-- Records for this exercise --
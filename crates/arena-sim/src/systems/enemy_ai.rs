//! Enemy AI system: pursuit and attacks each tick.
//!
//! Calls the decision functions from arena-ai, then applies the results
//! to the registry and the player.

use hecs::Entity;
use rand_chacha::ChaCha8Rng;

use arena_core::constants::{ENEMY_OBSTACLE_RADIUS, ENEMY_STEP};
use arena_core::enums::AttackModel;
use arena_core::events::GameEvent;
use arena_core::types::Vector3;

use arena_ai::attack::{self, AttackContext};
use arena_ai::pursuit::{self, PursuitContext};

use crate::collision::{self, ObstacleTest};
use crate::player::Player;
use crate::registry::Registry;

/// Run the enemy AI for every enemy in spawn order.
///
/// Each enemy steps toward the player unless the step would bring it within
/// `ENEMY_OBSTACLE_RADIUS` of an obstacle, in which case it stalls this
/// tick. It then rolls its attack. Processing stops as soon as the player
/// dies, so no enemy acts on a dead player.
pub fn run(
    registry: &mut Registry,
    player: &mut Player,
    rng: &mut ChaCha8Rng,
    attack_model: AttackModel,
    current_tick: u64,
    events: &mut Vec<GameEvent>,
) {
    // Collect updates in a buffer, then apply them once iteration is done.
    let mut moves: Vec<(Entity, Vector3)> = Vec::new();
    let mut attacks: Vec<Entity> = Vec::new();

    for entry in registry.enemies() {
        let update = pursuit::evaluate(&PursuitContext {
            position: entry.position,
            target: player.position,
            step: ENEMY_STEP,
        });

        let mut position = entry.position;
        if update.wants_move
            && collision::is_clear(
                &update.candidate,
                registry.obstacles(),
                ObstacleTest::Proximity(ENEMY_OBSTACLE_RADIUS),
            )
        {
            position = update.candidate;
            moves.push((entry.entity, position));
        }

        let ctx = AttackContext {
            model: attack_model,
            distance_to_player: position.distance(&player.position),
            current_tick,
            last_attack_tick: entry.enemy.last_attack_tick,
        };
        if attack::evaluate(&ctx, rng) {
            let damage = attack_model.damage();
            let health = player.take_damage(damage);
            attacks.push(entry.entity);
            events.push(GameEvent::PlayerDamaged {
                enemy_id: entry.id,
                damage,
                health,
            });

            if player.is_dead() {
                log::debug!("player killed by enemy {}", entry.id.0);
                break;
            }
        }
    }

    for (entity, position) in moves {
        registry.set_position(entity, position);
    }
    for entity in attacks {
        if let Some(mut enemy) = registry.enemy_mut(entity) {
            enemy.last_attack_tick = Some(current_tick);
        }
    }
}
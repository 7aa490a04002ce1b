//! Pursuit steering: straight-line chase toward the player.
//!
//! Produces a candidate position only. Whether the move is committed
//! (obstacle checks) is decided by the simulation.

use arena_core::types::Vector3;

/// Input to the pursuit step for a single enemy.
pub struct PursuitContext {
    pub position: Vector3,
    pub target: Vector3,
    /// Distance covered per tick.
    pub step: f64,
}

/// Output from the pursuit step.
pub struct PursuitUpdate {
    /// Position the enemy would occupy after this tick.
    pub candidate: Vector3,
    /// False when the enemy has no direction to move in.
    pub wants_move: bool,
}

/// Advance one fixed step along the unit direction toward the target.
pub fn evaluate(ctx: &PursuitContext) -> PursuitUpdate {
    match (ctx.target - ctx.position).try_normalize() {
        Some(direction) => PursuitUpdate {
            candidate: ctx.position + direction * ctx.step,
            wants_move: true,
        },
        None => PursuitUpdate {
            candidate: ctx.position,
            wants_move: false,
        },
    }
}
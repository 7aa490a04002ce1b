//! Application state shared between the input loop and the game loop thread.

use std::sync::mpsc;
use std::sync::{Arc, Mutex};
use std::thread::JoinHandle;

use arena_core::commands::PlayerCommand;
use arena_core::config::SimConfig;
use arena_core::state::GameStateSnapshot;

use crate::error::AppError;
use crate::game_loop;
use crate::presenter::Presenter;

/// Commands sent from the input layer to the game loop thread.
#[derive(Debug)]
pub enum GameLoopCommand {
    /// A player command to forward to the simulation engine.
    PlayerCommand(PlayerCommand),
    /// Shut down the game loop thread gracefully.
    Shutdown,
}

/// Shared application state.
///
/// The sender sits behind a `Mutex` so the state stays `Sync`; the latest
/// snapshot is shared with the game loop thread, which overwrites it after
/// every tick.
pub struct AppState {
    /// `None` until `start` is called.
    pub command_tx: Mutex<Option<mpsc::Sender<GameLoopCommand>>>,
    pub latest_snapshot: Arc<Mutex<Option<GameStateSnapshot>>>,
    loop_handle: Mutex<Option<JoinHandle<()>>>,
}

impl Default for AppState {
    fn default() -> Self {
        Self {
            command_tx: Mutex::new(None),
            latest_snapshot: Arc::new(Mutex::new(None)),
            loop_handle: Mutex::new(None),
        }
    }
}

impl AppState {
    pub fn new() -> Self {
        Self::default()
    }

    pub fn is_running(&self) -> bool {
        self.command_tx
            .lock()
            .map(|tx| tx.is_some())
            .unwrap_or(false)
    }

    /// Start the simulation thread. Fails if it is already running.
    pub fn start(
        &self,
        config: SimConfig,
        presenter: Box<dyn Presenter + Send>,
    ) -> Result<(), AppError> {
        let mut tx_lock = self.command_tx.lock().map_err(|_| AppError::Poisoned)?;
        if tx_lock.is_some() {
            return Err(AppError::AlreadyRunning);
        }

        let (cmd_tx, handle) =
            game_loop::spawn_game_loop(config, presenter, self.latest_snapshot.clone())?;

        *tx_lock = Some(cmd_tx);
        *self.loop_handle.lock().map_err(|_| AppError::Poisoned)? = Some(handle);
        Ok(())
    }

    /// Forward a player command to the simulation.
    pub fn send_command(&self, command: PlayerCommand) -> Result<(), AppError> {
        let tx_lock = self.command_tx.lock().map_err(|_| AppError::Poisoned)?;
        match tx_lock.as_ref() {
            Some(tx) => tx
                .send(GameLoopCommand::PlayerCommand(command))
                .map_err(|_| AppError::LoopStopped),
            None => Err(AppError::NotStarted),
        }
    }

    /// The most recent snapshot, if the loop has ticked at least once.
    pub fn snapshot(&self) -> Result<Option<GameStateSnapshot>, AppError> {
        let lock = self.latest_snapshot.lock().map_err(|_| AppError::Poisoned)?;
        Ok(lock.clone())
    }

    /// Stop the loop thread and wait for it to finish. A no-op when not running.
    pub fn shutdown(&self) -> Result<(), AppError> {
        let tx = self
            .command_tx
            .lock()
            .map_err(|_| AppError::Poisoned)?
            .take();
        if let Some(tx) = tx {
            // The loop may already be gone; joining below still reaps it.
            let _ = tx.send(GameLoopCommand::Shutdown);
        }

        let handle = self.loop_handle.lock().map_err(|_| AppError::Poisoned)?.take();
        if let Some(handle) = handle {
            handle.join().map_err(|_| AppError::LoopPanicked)?;
        }
        Ok(())
    }
}
//! Simulation configuration, loadable from TOML.

use std::path::Path;

use serde::{Deserialize, Serialize};

use crate::enums::AttackModel;
use crate::error::ConfigError;

/// Configuration for starting a new simulation.
#[derive(Debug, Clone, PartialEq, Serialize, Deserialize)]
#[serde(default)]
pub struct SimConfig {
    /// RNG seed for determinism. Same seed = same simulation.
    pub seed: u64,
    /// Resample enemy/powerup spawn points that land on an obstacle.
    pub reject_obstacle_spawns: bool,
    /// How enemies damage the player.
    pub attack: AttackModel,
}

impl Default for SimConfig {
    fn default() -> Self {
        Self {
            seed: 42,
            reject_obstacle_spawns: true,
            attack: AttackModel::default(),
        }
    }
}

impl SimConfig {
    /// Load configuration from a TOML file. Missing keys take their defaults.
    pub fn load_from_file(path: impl AsRef<Path>) -> Result<Self, ConfigError> {
        let contents = std::fs::read_to_string(path)?;
        Self::from_toml(&contents)
    }

    /// Parse and validate configuration from TOML text.
    pub fn from_toml(contents: &str) -> Result<Self, ConfigError> {
        let config: Self = toml::from_str(contents)?;
        config.validate()?;
        Ok(config)
    }

    /// Reject attack parameters the simulation cannot use. TOML accepts
    /// `nan` and `inf`, so parsing alone does not rule them out.
    pub fn validate(&self) -> Result<(), ConfigError> {
        match self.attack {
            AttackModel::Probabilistic { chance, damage } => {
                check_finite("attack.chance", chance)?;
                if !(0.0..=1.0).contains(&chance) {
                    return Err(invalid("attack.chance", format!("{chance} outside 0..=1")));
                }
                check_damage(damage)
            }
            AttackModel::Melee {
                range,
                cooldown_secs,
                damage,
            } => {
                check_finite("attack.range", range)?;
                check_finite("attack.cooldown_secs", cooldown_secs)?;
                if range < 0.0 {
                    return Err(invalid("attack.range", format!("{range} is negative")));
                }
                if cooldown_secs < 0.0 {
                    return Err(invalid(
                        "attack.cooldown_secs",
                        format!("{cooldown_secs} is negative"),
                    ));
                }
                check_damage(damage)
            }
        }
    }

    /// Save configuration to a TOML file.
    /// Returns `ConfigError::Invalid` without writing if the config would not load back.
    pub fn save_to_file(&self, path: impl AsRef<Path>) -> Result<(), ConfigError> {
        self.validate()?;
        let contents = toml::to_string_pretty(self)?;
        std::fs::write(path, contents)?;
        Ok(())
    }
}

fn invalid(field: &'static str, detail: String) -> ConfigError {
    ConfigError::Invalid { field, detail }
}

fn check_finite(field: &'static str, value: f64) -> Result<(), ConfigError> {
    if value.is_finite() {
        Ok(())
    } else {
        Err(invalid(field, format!("{value} is not finite")))
    }
}

fn check_damage(damage: i32) -> Result<(), ConfigError> {
    if damage < 0 {
        Err(invalid("attack.damage", format!("{damage} is negative")))
    } else {
        Ok(())
    }
}
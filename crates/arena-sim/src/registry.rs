//! Entity registry: owns every dynamic entity and the level's obstacles.
//!
//! Enemies, bullets, and powerups live in a hecs `World`, each tagged with an
//! `EntityId` from a monotonically increasing counter. hecs does not keep
//! insertion order across despawns, so every listing is a snapshot sorted by
//! `EntityId`, which is spawn order. Systems iterate those snapshots and
//! defer removals through `mark_for_removal` + `compact`, so nothing is
//! skipped or visited twice while a collection shrinks mid-tick.

use hecs::{Entity, World};

use arena_core::components::{Bullet, EntityId, Enemy, Powerup};
use arena_core::constants::ENEMY_START_HEALTH;
use arena_core::types::{Obstacle, Vector3};

/// Point-in-time view of one enemy.
#[derive(Debug, Clone)]
pub struct EnemyEntry {
    pub entity: Entity,
    pub id: EntityId,
    pub position: Vector3,
    pub enemy: Enemy,
}

/// Point-in-time view of one bullet.
#[derive(Debug, Clone)]
pub struct BulletEntry {
    pub entity: Entity,
    pub id: EntityId,
    pub position: Vector3,
    pub bullet: Bullet,
}

/// Point-in-time view of one powerup.
#[derive(Debug, Clone)]
pub struct PowerupEntry {
    pub entity: Entity,
    pub id: EntityId,
    pub position: Vector3,
    pub powerup: Powerup,
}

pub struct Registry {
    world: World,
    obstacles: Vec<Obstacle>,
    next_id: u32,
    despawn_buffer: Vec<Entity>,
}

impl Registry {
    pub fn new(obstacles: Vec<Obstacle>) -> Self {
        Self {
            world: World::new(),
            obstacles,
            next_id: 0,
            despawn_buffer: Vec::new(),
        }
    }

    /// Static obstacles. Immutable for the registry's lifetime.
    pub fn obstacles(&self) -> &[Obstacle] {
        &self.obstacles
    }

    fn allocate_id(&mut self) -> EntityId {
        let id = EntityId(self.next_id);
        self.next_id += 1;
        id
    }

    pub fn spawn_enemy(&mut self, position: Vector3) -> EntityId {
        let id = self.allocate_id();
        self.world.spawn((
            id,
            position,
            Enemy {
                health: ENEMY_START_HEALTH,
                last_attack_tick: None,
            },
        ));
        log::debug!("spawned enemy {} at {:?}", id.0, position);
        id
    }

    pub fn spawn_bullet(&mut self, position: Vector3, bullet: Bullet) -> EntityId {
        let id = self.allocate_id();
        self.world.spawn((id, position, bullet));
        id
    }

    pub fn spawn_powerup(&mut self, position: Vector3, powerup: Powerup) -> EntityId {
        let id = self.allocate_id();
        log::debug!(
            "spawned {:?} powerup {} at {:?}",
            powerup.kind,
            id.0,
            position
        );
        self.world.spawn((id, position, powerup));
        id
    }

    /// All live enemies in spawn order.
    pub fn enemies(&self) -> Vec<EnemyEntry> {
        let mut entries: Vec<EnemyEntry> = self
            .world
            .query::<(&EntityId, &Vector3, &Enemy)>()
            .iter()
            .map(|(entity, (id, pos, enemy))| EnemyEntry {
                entity,
                id: *id,
                position: *pos,
                enemy: enemy.clone(),
            })
            .collect();
        entries.sort_by_key(|e| e.id);
        entries
    }

    /// All live bullets in spawn order.
    pub fn bullets(&self) -> Vec<BulletEntry> {
        let mut entries: Vec<BulletEntry> = self
            .world
            .query::<(&EntityId, &Vector3, &Bullet)>()
            .iter()
            .map(|(entity, (id, pos, bullet))| BulletEntry {
                entity,
                id: *id,
                position: *pos,
                bullet: bullet.clone(),
            })
            .collect();
        entries.sort_by_key(|e| e.id);
        entries
    }

    /// All live powerups in spawn order.
    pub fn powerups(&self) -> Vec<PowerupEntry> {
        let mut entries: Vec<PowerupEntry> = self
            .world
            .query::<(&EntityId, &Vector3, &Powerup)>()
            .iter()
            .map(|(entity, (id, pos, powerup))| PowerupEntry {
                entity,
                id: *id,
                position: *pos,
                powerup: powerup.clone(),
            })
            .collect();
        entries.sort_by_key(|e| e.id);
        entries
    }

    pub fn enemy_count(&self) -> usize {
        self.world.query::<&Enemy>().iter().count()
    }

    pub fn bullet_count(&self) -> usize {
        self.world.query::<&Bullet>().iter().count()
    }

    pub fn powerup_count(&self) -> usize {
        self.world.query::<&Powerup>().iter().count()
    }

    /// Look up the hecs entity carrying `id`.
    pub fn find(&self, id: EntityId) -> Option<Entity> {
        self.world
            .query::<&EntityId>()
            .iter()
            .find(|(_, entity_id)| **entity_id == id)
            .map(|(entity, _)| entity)
    }

    /// Remove an entity immediately. Returns false if `id` is not live.
    /// Not for use while iterating; systems use `mark_for_removal`.
    pub fn remove(&mut self, id: EntityId) -> bool {
        match self.find(id) {
            Some(entity) => self.world.despawn(entity).is_ok(),
            None => false,
        }
    }

    /// Queue an entity for removal at the next `compact`.
    pub fn mark_for_removal(&mut self, entity: Entity) {
        self.despawn_buffer.push(entity);
    }

    /// Despawn everything marked for removal. Returns the number removed.
    pub fn compact(&mut self) -> usize {
        let mut removed = 0;
        for entity in self.despawn_buffer.drain(..) {
            if self.world.despawn(entity).is_ok() {
                removed += 1;
            }
        }
        removed
    }

    /// Overwrite an entity's position.
    pub fn set_position(&mut self, entity: Entity, position: Vector3) {
        if let Ok(mut pos) = self.world.get::<&mut Vector3>(entity) {
            *pos = position;
        }
    }

    /// Mutable access to an enemy component.
    pub fn enemy_mut(&mut self, entity: Entity) -> Option<hecs::RefMut<'_, Enemy>> {
        self.world.get::<&mut Enemy>(entity).ok()
    }

    /// Remove every enemy, bullet, and powerup. Obstacles and the id counter survive.
    pub fn clear(&mut self) {
        self.despawn_buffer.clear();
        self.world.clear();
    }
}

-- To do --
Find the lines above that include the string "PowerupEntry" and copy them.

-- Exercise solution --
pub struct PowerupEntry {
    pub fn powerups(&self) -> Vec<PowerupEntry> {
        let mut entries: Vec<PowerupEntry> = self
            .map(|(entity, (id, pos, powerup))| PowerupEntry {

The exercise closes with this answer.